*** DATA IN THIS EXERCISE

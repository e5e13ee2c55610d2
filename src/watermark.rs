// ABOUTME: WatermarkResolver derives how far replication has progressed
// ABOUTME: Reads the destination's newest row, optionally short-cut by a verified checkpoint

use anyhow::Result;
use chrono::NaiveDateTime;

use crate::checkpoint::{Checkpoint, CheckpointStore};
use crate::destination::CallDestination;
use crate::model::Watermark;

/// Resolves the replication cursor at the start of each cycle.
///
/// The destination table is the source of truth. When a checkpoint store is
/// configured, its value is used only after two index lookups confirm it: the
/// checkpointed row exists and nothing newer does. Anything else falls back
/// to scanning the destination.
#[derive(Debug, Clone)]
pub struct WatermarkResolver {
    destination_url: String,
    checkpoint: Option<CheckpointStore>,
}

impl WatermarkResolver {
    pub fn new(destination_url: &str, checkpoint: Option<CheckpointStore>) -> Self {
        Self {
            destination_url: destination_url.to_string(),
            checkpoint,
        }
    }

    /// Resolve the current watermark.
    ///
    /// Never fails: an unreadable destination resolves to
    /// [`Watermark::Empty`], the same as an empty one, so the caller cannot
    /// tell the two apart.
    pub async fn resolve<D>(&self, destination: &mut D) -> Watermark
    where
        D: CallDestination + ?Sized,
    {
        if let Some(ts) = self.verified_checkpoint(destination).await {
            tracing::debug!("Using checkpointed watermark {}", ts);
            return Watermark::At(ts);
        }

        match destination.newest().await {
            Ok(watermark) => watermark,
            Err(e) => {
                tracing::warn!(
                    "Could not read watermark from destination, treating it as empty: {:#}",
                    e
                );
                Watermark::Empty
            }
        }
    }

    /// Record that every row up to `last` is committed.
    pub async fn commit(&self, last: NaiveDateTime, batch_rows: u64) -> Result<()> {
        if let Some(store) = &self.checkpoint {
            store
                .save(&Checkpoint::new(&self.destination_url, last, batch_rows))
                .await?;
        }
        Ok(())
    }

    async fn verified_checkpoint<D>(&self, destination: &mut D) -> Option<NaiveDateTime>
    where
        D: CallDestination + ?Sized,
    {
        let store = self.checkpoint.as_ref()?;

        let checkpoint = match store.load().await {
            Ok(Some(checkpoint)) => checkpoint,
            Ok(None) => return None,
            Err(e) => {
                tracing::warn!("Ignoring unreadable checkpoint {:?}: {:#}", store.path(), e);
                return None;
            }
        };

        if !checkpoint.belongs_to(&self.destination_url) {
            tracing::warn!(
                "Checkpoint {:?} was written for {}, ignoring it",
                store.path(),
                checkpoint.destination
            );
            return None;
        }

        let ts = checkpoint.last_datahora;
        match self.confirm(destination, ts).await {
            Ok(true) => Some(ts),
            Ok(false) => {
                tracing::warn!(
                    "Checkpoint {} does not match the destination, rescanning",
                    ts
                );
                None
            }
            Err(e) => {
                tracing::warn!("Could not verify checkpoint {}: {:#}", ts, e);
                None
            }
        }
    }

    async fn confirm<D>(&self, destination: &mut D, ts: NaiveDateTime) -> Result<bool>
    where
        D: CallDestination + ?Sized,
    {
        Ok(destination.contains(ts).await? && !destination.has_rows_after(ts).await?)
    }
}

******

PROBLEM STATEMENT >>
Each entry needs to be written out again, exactly as given.

RESULT OF THIS TASK >>
repository e5e13ee2c55610d2
filename src/watermark.rs
// ABOUTME: WatermarkResolver derives how far replication has progressed
// ABOUTME: Reads the destination's newest row, optionally short-cut by a verified checkpoint

use anyhow::Result;
use chrono::NaiveDateTime;

use crate::checkpoint::{Checkpoint, CheckpointStore};
use crate::destination::CallDestination;
use crate::model::Watermark;

/// Resolves the replication cursor at the start of each cycle.
///
/// The destination table is the source of truth. When a checkpoint store is
/// configured, its value is used only after two index lookups confirm it: the
/// checkpointed row exists and nothing newer does. Anything else falls back
/// to scanning the destination.
#[derive(Debug, Clone)]
pub struct WatermarkResolver {
    destination_url: String,
    checkpoint: Option<CheckpointStore>,
}

impl WatermarkResolver {
    pub fn new(destination_url: &str, checkpoint: Option<CheckpointStore>) -> Self {
        Self {
            destination_url: destination_url.to_string(),
            checkpoint,
        }
    }

    /// Resolve the current watermark.
    ///
    /// Never fails: an unreadable destination resolves to
    /// [`Watermark::Empty`], the same as an empty one, so the caller cannot
    /// tell the two apart.
    pub async fn resolve<D>(&self, destination: &mut D) -> Watermark
    where
        D: CallDestination + ?Sized,
    {
        if let Some(ts) = self.verified_checkpoint(destination).await {
            tracing::debug!("Using checkpointed watermark {}", ts);
            return Watermark::At(ts);
        }

        match destination.newest().await {
            Ok(watermark) => watermark,
            Err(e) => {
                tracing::warn!(
                    "Could not read watermark from destination, treating it as empty: {:#}",
                    e
                );
                Watermark::Empty
            }
        }
    }

    /// Record that every row up to `last` is committed.
    pub async fn commit(&self, last: NaiveDateTime, batch_rows: u64) -> Result<()> {
        if let Some(store) = &self.checkpoint {
            store
                .save(&Checkpoint::new(&self.destination_url, last, batch_rows))
                .await?;
        }
        Ok(())
    }

    async fn verified_checkpoint<D>(&self, destination: &mut D) -> Option<NaiveDateTime>
    where
        D: CallDestination + ?Sized,
    {
        let store = self.checkpoint.as_ref()?;

        let checkpoint = match store.load().await {
            Ok(Some(checkpoint)) => checkpoint,
            Ok(None) => return None,
            Err(e) => {
                tracing::warn!("Ignoring unreadable checkpoint {:?}: {:#}", store.path(), e);
                return None;
            }
        };

        if !checkpoint.belongs_to(&self.destination_url) {
            tracing::warn!(
                "Checkpoint {:?} was written for {}, ignoring it",
                store.path(),
                checkpoint.destination
            );
            return None;
        }

        let ts = checkpoint.last_datahora;
        match self.confirm(destination, ts).await {
            Ok(true) => Some(ts),
            Ok(false) => {
                tracing::warn!(
                    "Checkpoint {} does not match the destination, rescanning",
                    ts
                );
                None
            }
            Err(e) => {
                tracing::warn!("Could not verify checkpoint {}: {:#}", ts, e);
                None
            }
        }
    }

    async fn confirm<D>(&self, destination: &mut D, ts: NaiveDateTime) -> Result<bool>
    where
        D: CallDestination + ?Sized,
    {
        Ok(destination.contains(ts).await? && !destination.has_rows_after(ts).await?)
    }
}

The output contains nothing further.